# At a loss for a Quality Exterior Trim Paint



## MakDeco (Jan 17, 2007)

Cabot's "The Finish" is lo lustre but its pretty shiny I know Cabot doesn't list a semi but "the finish" is pretty shiny and I use it on doors all the time. Also Cabot was bought by Valspar and they today are nothing but a big box retailer paint and would stay away form there products. They have slightly started to change some Cabot products as I keep a watchful eye on it as if they change it to much I may change products down the road.


----------



## hometechnc (Jan 5, 2008)

Thanks MakDeco... I have not used Cabot's The Finish, but will, and it performs anything like their Solid Color Deck Stain... I know I'll love it!

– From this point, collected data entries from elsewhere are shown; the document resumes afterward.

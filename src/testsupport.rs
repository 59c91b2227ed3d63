//! Shared test fixtures for codec, api, session, and editing test modules.
//!
//! Fakes here implement the crate's seams (`RoomTransport`, `AddressResolver`,
//! `AgentStore`) in memory so state-machine tests never open sockets.

use crate::api::{AddressResolver, AgentStore};
use crate::error::{ApiError, TransportError};
use crate::transport::{FrameListener, RoomKey, RoomTransport};
use crate::types::Agent;
use async_trait::async_trait;
use serde_json::json;
use std::collections::HashMap;
use std::fs;
use std::path::{Path, PathBuf};
use std::sync::atomic::{AtomicU64, Ordering};
use std::sync::Mutex;
use std::time::{SystemTime, UNIX_EPOCH};
use tokio::io::{AsyncReadExt, AsyncWriteExt};
use tokio::net::TcpListener;
use tokio::task::JoinHandle;

static TEST_DIR_COUNTER: AtomicU64 = AtomicU64::new(0);

/// Temporary directory fixture with best-effort cleanup.
#[derive(Debug)]
pub struct TestTempDir {
    path: PathBuf,
}

impl TestTempDir {
    pub fn new(prefix: &str) -> Self {
        let suffix = TEST_DIR_COUNTER.fetch_add(1, Ordering::Relaxed);
        let millis = SystemTime::now()
            .duration_since(UNIX_EPOCH)
            .unwrap_or_default()
            .as_millis();
        let dir = std::env::temp_dir().join(format!("agentroom-{prefix}-{millis}-{suffix}"));
        fs::create_dir_all(&dir).expect("failed to create temporary fixture directory");
        Self { path: dir }
    }

    pub fn path(&self) -> &Path {
        &self.path
    }

    /// Write UTF-8 text to a child path, creating parent directories as needed.
    pub fn write_text(&self, relative: &str, content: &str) -> PathBuf {
        let path = self.path.join(relative);
        if let Some(parent) = path.parent() {
            fs::create_dir_all(parent).expect("failed to create parent directories for fixture");
        }
        fs::write(&path, content).expect("failed to write fixture file");
        path
    }
}

impl Drop for TestTempDir {
    fn drop(&mut self) {
        let _ = fs::remove_dir_all(&self.path);
    }
}

/// One agent delta envelope as the server sends it.
pub fn delta_line(thread_id: &str, text: &str) -> String {
    json!({
        "target": 8,
        "errorCode": 0,
        "data": { "threadID": thread_id, "sender": 2, "message": text }
    })
    .to_string()
}

/// A data-less envelope carrying only `errorCode`.
pub fn signal_line(code: i64) -> String {
    json!({ "target": 8, "errorCode": code }).to_string()
}

/// Serve exactly one HTTP response on a loopback port.
///
/// Returns the base URL and a handle yielding the raw request text
/// (request line, headers, and body).
pub async fn serve_http_once(status: u16, body: &str) -> (String, JoinHandle<String>) {
    let listener = TcpListener::bind("127.0.0.1:0")
        .await
        .expect("bind loopback listener");
    let addr = listener.local_addr().expect("listener address");
    let body = body.to_string();
    let handle = tokio::spawn(async move {
        let (mut stream, _) = listener.accept().await.expect("accept connection");
        let request = read_http_request(&mut stream).await;
        let response = format!(
            "HTTP/1.1 {status} X\r\ncontent-type: application/json\r\ncontent-length: {}\r\nconnection: close\r\n\r\n{body}",
            body.len()
        );
        stream
            .write_all(response.as_bytes())
            .await
            .expect("write response");
        let _ = stream.shutdown().await;
        request
    });
    (format!("http://{addr}"), handle)
}

async fn read_http_request(stream: &mut tokio::net::TcpStream) -> String {
    let mut buf = Vec::new();
    let mut chunk = [0u8; 1024];
    loop {
        let n = stream.read(&mut chunk).await.expect("read request");
        if n == 0 {
            break;
        }
        buf.extend_from_slice(&chunk[..n]);
        let text = String::from_utf8_lossy(&buf);
        if let Some(head_end) = text.find("\r\n\r\n") {
            let content_length = text[..head_end]
                .lines()
                .filter_map(|line| line.split_once(':'))
                .find(|(name, _)| name.trim().eq_ignore_ascii_case("content-length"))
                .and_then(|(_, value)| value.trim().parse::<usize>().ok())
                .unwrap_or(0);
            if buf.len() >= head_end + 4 + content_length {
                break;
            }
        }
    }
    String::from_utf8_lossy(&buf).into_owned()
}

/// A call observed by [`RecordingTransport`].
#[derive(Debug, Clone, PartialEq, Eq)]
pub enum TransportCall {
    Enter {
        room: RoomKey,
        address: String,
        subscription: u64,
    },
    Leave(RoomKey),
    Send(String),
    Reconnect(RoomKey),
}

#[derive(Default)]
struct RecordingState {
    calls: Vec<TransportCall>,
    joined: HashMap<RoomKey, FrameListener>,
    max_active: usize,
    fail_enter: bool,
    fail_send: bool,
    fail_leave: bool,
    fail_reconnect: bool,
}

/// In-memory transport that records every call.
///
/// Holds room membership like the socket transport does, so double joins
/// are rejected the same way.
#[derive(Default)]
pub struct RecordingTransport {
    state: Mutex<RecordingState>,
}

impl RecordingTransport {
    fn with_state<R>(&self, f: impl FnOnce(&mut RecordingState) -> R) -> R {
        let mut state = self.state.lock().expect("recording transport lock");
        f(&mut state)
    }

    pub fn calls(&self) -> Vec<TransportCall> {
        self.with_state(|s| s.calls.clone())
    }

    /// Sent frames parsed as JSON, in send order.
    pub fn sent_frames(&self) -> Vec<serde_json::Value> {
        self.with_state(|s| {
            s.calls
                .iter()
                .filter_map(|c| match c {
                    TransportCall::Send(frame) => serde_json::from_str(frame).ok(),
                    _ => None,
                })
                .collect()
        })
    }

    pub fn reconnects(&self) -> usize {
        self.with_state(|s| {
            s.calls
                .iter()
                .filter(|c| matches!(c, TransportCall::Reconnect(_)))
                .count()
        })
    }

    pub fn active_rooms(&self) -> usize {
        self.with_state(|s| s.joined.len())
    }

    /// Highest number of rooms held at once.
    pub fn max_active_rooms(&self) -> usize {
        self.with_state(|s| s.max_active)
    }

    /// Listener of the agent room, for pushing frames from a test.
    pub fn listener(&self) -> Option<FrameListener> {
        self.with_state(|s| s.joined.get(&RoomKey::agent()).cloned())
    }

    pub fn fail_enter(&self, fail: bool) {
        self.with_state(|s| s.fail_enter = fail);
    }

    pub fn fail_send(&self, fail: bool) {
        self.with_state(|s| s.fail_send = fail);
    }

    pub fn fail_leave(&self, fail: bool) {
        self.with_state(|s| s.fail_leave = fail);
    }

    pub fn fail_reconnect(&self, fail: bool) {
        self.with_state(|s| s.fail_reconnect = fail);
    }
}

#[async_trait]
impl RoomTransport for RecordingTransport {
    async fn enter_room(
        &self,
        room: &RoomKey,
        address: &str,
        listener: FrameListener,
    ) -> Result<(), TransportError> {
        self.with_state(|s| {
            if s.fail_enter {
                return Err(TransportError::Connect("scripted failure".into()));
            }
            if s.joined.contains_key(room) {
                return Err(TransportError::AlreadyJoined(room.to_string()));
            }
            s.calls.push(TransportCall::Enter {
                room: room.clone(),
                address: address.to_string(),
                subscription: listener.subscription(),
            });
            s.joined.insert(room.clone(), listener);
            s.max_active = s.max_active.max(s.joined.len());
            Ok(())
        })
    }

    async fn leave_room(&self, room: &RoomKey) -> Result<(), TransportError> {
        self.with_state(|s| {
            s.calls.push(TransportCall::Leave(room.clone()));
            if s.joined.remove(room).is_none() {
                return Err(TransportError::NotJoined(room.to_string()));
            }
            if s.fail_leave {
                return Err(TransportError::Send("scripted failure".into()));
            }
            Ok(())
        })
    }

    async fn send(&self, room: &RoomKey, frame: &str) -> Result<(), TransportError> {
        self.with_state(|s| {
            if s.fail_send {
                return Err(TransportError::Send("scripted failure".into()));
            }
            if !s.joined.contains_key(room) {
                return Err(TransportError::NotJoined(room.to_string()));
            }
            s.calls.push(TransportCall::Send(frame.to_string()));
            Ok(())
        })
    }

    async fn reconnect(&self, room: &RoomKey) -> Result<(), TransportError> {
        self.with_state(|s| {
            s.calls.push(TransportCall::Reconnect(room.clone()));
            if s.fail_reconnect {
                // Same as the socket transport: a failed redial drops the room.
                s.joined.remove(room);
                return Err(TransportError::Connect("scripted failure".into()));
            }
            Ok(())
        })
    }
}

enum Script {
    Address(String),
    Status(u16),
    Hang,
}

/// Address resolver with a fixed answer.
pub struct ScriptedResolver {
    script: Script,
    requests: Mutex<Vec<String>>,
}

impl ScriptedResolver {
    fn with(script: Script) -> Self {
        Self {
            script,
            requests: Mutex::new(Vec::new()),
        }
    }

    pub fn ok(address: &str) -> Self {
        Self::with(Script::Address(address.to_string()))
    }

    pub fn failing(status: u16) -> Self {
        Self::with(Script::Status(status))
    }

    /// Never answers.
    pub fn hanging() -> Self {
        Self::with(Script::Hang)
    }

    /// Agent ids looked up so far.
    pub fn requests(&self) -> Vec<String> {
        self.requests.lock().expect("resolver lock").clone()
    }
}

#[async_trait]
impl AddressResolver for ScriptedResolver {
    async fn resolve(&self, agent_id: &str) -> Result<String, ApiError> {
        self.requests
            .lock()
            .expect("resolver lock")
            .push(agent_id.to_string());
        match &self.script {
            Script::Address(address) => Ok(address.clone()),
            Script::Status(code) => Err(ApiError::Status {
                code: *code,
                body: "scripted".into(),
            }),
            Script::Hang => std::future::pending().await,
        }
    }
}

/// What [`FakeStore`] has been asked to do.
#[derive(Debug, Clone, PartialEq)]
pub enum StoreCall {
    Create(Agent),
    Update(String, Agent),
    Describe(String),
}

/// In-memory agent store. Created agents get ids `agent-1`, `agent-2`, ...
#[derive(Default)]
pub struct FakeStore {
    calls: Mutex<Vec<StoreCall>>,
    description: Option<String>,
    fail: bool,
    hang: bool,
}

impl FakeStore {
    pub fn describing(description: &str) -> Self {
        Self {
            description: Some(description.to_string()),
            ..Self::default()
        }
    }

    pub fn failing() -> Self {
        Self {
            fail: true,
            ..Self::default()
        }
    }

    /// Create and update calls are recorded and then never answered.
    pub fn hanging() -> Self {
        Self {
            hang: true,
            ..Self::default()
        }
    }

    pub fn calls(&self) -> Vec<StoreCall> {
        self.calls.lock().expect("store lock").clone()
    }

    fn record(&self, call: StoreCall) -> Result<usize, ApiError> {
        let mut calls = self.calls.lock().expect("store lock");
        calls.push(call);
        if self.fail {
            return Err(ApiError::Status {
                code: 500,
                body: "scripted".into(),
            });
        }
        Ok(calls
            .iter()
            .filter(|c| matches!(c, StoreCall::Create(_)))
            .count())
    }
}

#[async_trait]
impl AgentStore for FakeStore {
    async fn create_agent(&self, agent: &Agent) -> Result<Agent, ApiError> {
        let n = self.record(StoreCall::Create(agent.clone()))?;
        if self.hang {
            std::future::pending::<()>().await;
        }
        Ok(Agent {
            ai_agent_id: format!("agent-{n}"),
            ..agent.clone()
        })
    }

    async fn update_agent(&self, agent_id: &str, agent: &Agent) -> Result<Agent, ApiError> {
        self.record(StoreCall::Update(agent_id.to_string(), agent.clone()))?;
        if self.hang {
            std::future::pending::<()>().await;
        }
        Ok(Agent {
            ai_agent_id: agent_id.to_string(),
            ..agent.clone()
        })
    }

    async fn generate_description(&self, prompt: &str) -> Result<String, ApiError> {
        self.record(StoreCall::Describe(prompt.to_string()))?;
        Ok(self
            .description
            .clone()
            .unwrap_or_else(|| format!("Generated from: {prompt}")))
    }
}

#[cfg(test)]
mod tests {
    use super::*;

    #[test]
    fn temp_dir_fixture_writes_files() {
        let fixture = TestTempDir::new("fixture");
        let file = fixture.write_text("nested/agent.toml", "name = \"x\"");
        assert_eq!(fs::read_to_string(file).unwrap(), "name = \"x\"");
        assert!(fixture.path().exists());
    }

    #[test]
    fn delta_line_uses_wire_field_names() {
        let v: serde_json::Value = serde_json::from_str(&delta_line("t", "hi")).unwrap();
        assert_eq!(v["data"]["threadID"], "t");
        assert_eq!(v["data"]["sender"], 2);
        assert_eq!(v["errorCode"], 0);
    }

    #[tokio::test]
    async fn recording_transport_rejects_double_join() {
        let transport = RecordingTransport::default();
        let (tx, _rx) = tokio::sync::mpsc::unbounded_channel();
        let room = RoomKey::agent();
        transport
            .enter_room(&room, "ws://a", FrameListener::new(1, tx.clone()))
            .await
            .unwrap();
        let err = transport
            .enter_room(&room, "ws://a", FrameListener::new(2, tx))
            .await
            .unwrap_err();
        assert!(matches!(err, TransportError::AlreadyJoined(_)));
        assert_eq!(transport.max_active_rooms(), 1);
    }

    #[tokio::test]
    async fn serve_http_once_captures_body() {
        let (base, request) = serve_http_once(201, "{}").await;
        let resp = reqwest::Client::new()
            .post(format!("{base}/x"))
            .body("payload")
            .send()
            .await
            .unwrap();
        assert_eq!(resp.status().as_u16(), 201);
        let request = request.await.unwrap();
        assert!(request.starts_with("POST /x "));
        assert!(request.ends_with("payload"));
    }
}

And thanks for confirming my concerns about Valspar. The really scary part about he acquisition is that they change the formulations of the Cabot line.
Let's hope that doesn't happen.

In fact, anyone concerned, should email Cabot and express their concern.


----------



## DeanV (Feb 20, 2006)

I have heard that the Cabot's at real paint store is different than the Cabots at Lowes, but am not sure if that is myth or reality. My paint store has found that formulas from a lowes store for cabots do not work with their Cabots.


----------



## MakDeco (Jan 17, 2007)

Hey Dean,

From what I have heard is products are the same but lowes uses a different tinter so colors may be off from local retailer to big box. I do remember wolverine on this board mentioning that Valspar has been using a different resin in Cabots line (cheaper? not sure) since they bought it.


----------



## hometechnc (Jan 5, 2008)

MakDeco.... I can confirm that difference in color tinters! Just this morning, I installed new stingers for my front porch steps. The porch facing had been painted with Cabot's from Ace... the stringers were painted with the same color, but from Lowe's. 

Very Noticeable Difference in Colors! 

Also painted a back patio door with their Solid Color Deck stain, even though it leveled nicely, there is virtually no sheen, so... will try Cabot's "The Finish", and see how that looks.


----------